Previous studies have demonstrated that transforming growth factor‐β3 (TGF‐β3) protected liver against fibrosis in vivo and vitro, but its regulation is poorly understood. In addition, the cAMP‐responsive element (CRE) in TGF‐β3 promoter is recognized as an important regulatory site for TGF‐β3 auto‐regulation. Thus, we hypothesize that transcription factor CRE‐binding protein‐1 (CREB‐1) regulates the auto‐induction of TGF‐β3 in hepatic stellate cells (HSCs).
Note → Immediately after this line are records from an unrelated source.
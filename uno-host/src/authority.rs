//! The authority task.
//!
//! One tokio task owns the [`AuthorityState`] and drains a bounded mailbox
//! of commands. Each intent is applied and its broadcasts are queued on
//! every link before the next command is read, so no two intents ever
//! interleave.

use std::sync::Arc;
use tokio::sync::{mpsc, watch};
use uno_core::{Action, AuthorityState};
use uno_types::{ChatMessage, GameState, GameStatus, Intent, Message, PlayerId, SyncChat, SyncState};

use crate::registry::{ConnectionRegistry, Frame};

/// Commands accepted by the authority mailbox.
#[derive(Debug)]
pub(crate) enum Command {
    /// Apply one intent on behalf of `sender`.
    Intent {
        /// Peer the intent arrived from
        sender: PlayerId,
        /// What they asked for
        intent: Intent,
    },
    /// A peer's link went away.
    LinkClosed {
        /// Peer whose link closed
        peer: PlayerId,
    },
    /// Stop after the commands already queued.
    Shutdown,
}

/// Canonical state plus the channels its snapshots are published on.
pub(crate) struct Authority {
    host_id: PlayerId,
    state: AuthorityState,
    registry: Arc<ConnectionRegistry>,
    state_view: watch::Sender<GameState>,
    chat_view: watch::Sender<Vec<ChatMessage>>,
}

impl Authority {
    pub(crate) fn new(
        host_id: PlayerId,
        state: AuthorityState,
        registry: Arc<ConnectionRegistry>,
        state_view: watch::Sender<GameState>,
        chat_view: watch::Sender<Vec<ChatMessage>>,
    ) -> Self {
        Self {
            host_id,
            state,
            registry,
            state_view,
            chat_view,
        }
    }

    /// Process commands until shutdown or until every sender is gone.
    pub(crate) async fn run(mut self, mut mailbox: mpsc::Receiver<Command>) {
        while let Some(command) = mailbox.recv().await {
            match command {
                Command::Intent { sender, intent } => self.apply(sender, intent),
                Command::LinkClosed { peer } => self.link_closed(peer),
                Command::Shutdown => break,
            }
        }
        tracing::info!(host = %self.host_id, "Authority stopped");
    }

    fn apply(&mut self, sender: PlayerId, intent: Intent) {
        let kind = intent.message_type();
        let status_before = self.state.state().status;

        let actions = match self.state.handle(sender, intent) {
            Ok(actions) => actions,
            Err(rejection) => {
                tracing::debug!(%sender, %kind, %rejection, "Intent rejected");
                return;
            }
        };
        tracing::debug!(%sender, %kind, actions = actions.len(), "Intent applied");

        let state = self.state.state();
        match (status_before, state.status) {
            (GameStatus::Lobby | GameStatus::Ended, GameStatus::Playing) => {
                tracing::info!(players = state.players.len(), "Game started");
            }
            (GameStatus::Playing, GameStatus::Ended) => {
                tracing::info!(winner = state.winner.as_deref().unwrap_or("?"), "Game ended");
            }
            _ => {}
        }

        for action in actions {
            self.perform(action);
        }
    }

    fn perform(&mut self, action: Action) {
        match action {
            Action::BroadcastState(state) => {
                if let Some(frame) = encode(Message::SyncState(SyncState {
                    state: state.clone(),
                })) {
                    let delivered = self.registry.broadcast(frame);
                    tracing::debug!(delivered, "Broadcast state");
                }
                self.state_view.send_replace(state);
            }
            Action::BroadcastChat(messages) => {
                if let Some(frame) = encode(Message::SyncChat(SyncChat {
                    messages: messages.clone(),
                })) {
                    let delivered = self.registry.broadcast(frame);
                    tracing::debug!(delivered, "Broadcast chat");
                }
                self.chat_view.send_replace(messages);
            }
            Action::SendChat { to, messages } => {
                if to == self.host_id {
                    self.chat_view.send_replace(messages);
                } else if let Some(frame) = encode(Message::SyncChat(SyncChat { messages })) {
                    if !self.registry.send_to(&to, frame) {
                        tracing::debug!(peer = %to, "Chat unicast target has no link");
                    }
                }
            }
        }
    }

    fn link_closed(&self, peer: PlayerId) {
        let state = self.state.state();
        match state.player(&peer) {
            Some(player) if state.status == GameStatus::Playing => {
                // The seat stays; play stalls if it comes round to them
                tracing::warn!(%peer, name = %player.name, "Player link closed mid-game");
            }
            Some(player) => tracing::info!(%peer, name = %player.name, "Player link closed"),
            None => tracing::debug!(%peer, "Link closed before joining"),
        }
    }
}

fn encode(message: Message) -> Option<Frame> {
    match message.to_bytes() {
        Ok(bytes) => Some(Frame::from(bytes)),
        Err(e) => {
            tracing::warn!(kind = %message.message_type(), error = %e, "Failed to encode frame");
            None
        }
    }
}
We used exogenous TGF‐β3 to activate the signal pathway of TGF‐β3 auto‐regulation in HSCs, results indicated that exogenous TGF‐β3 could up‐regulate the protein and mRNA expressions of TGF‐β3, and provoke the phosphorylation of CREB‐1 on Ser‐133, besides, it could induce the DNA binding activity of p‐CREB‐1 and activate TGF‐β3 promoter as well. Additionally, we used pGenesil‐1.1‐shRNA‐CREB‐1 and pRSV‐CREB‐1 expression vector to silence and up‐regulate CREB‐1 gene expression respectively, and the results indicated that inhibition of CREB‐1 suppressed exogenous TGF‐β3 stimulation of TGF‐β3 mRNA and protein expressions in HSCs, whereas up‐regulation of CREB‐1 induced this stimulation. Our results indicate that exogenous TGF‐β3 up‐regulates the activity of TGF‐β3 promoter by activating CREB‐1, then induces the mRNA and protein expressions of TGF‐β3. Especially, p‐CREB‐1 is a critical transcription factor in mediating TGF‐β3 auto‐induction. J. Cell. Biochem. 112: 1046–1054, 2011. © 2011 Wiley‐Liss, Inc.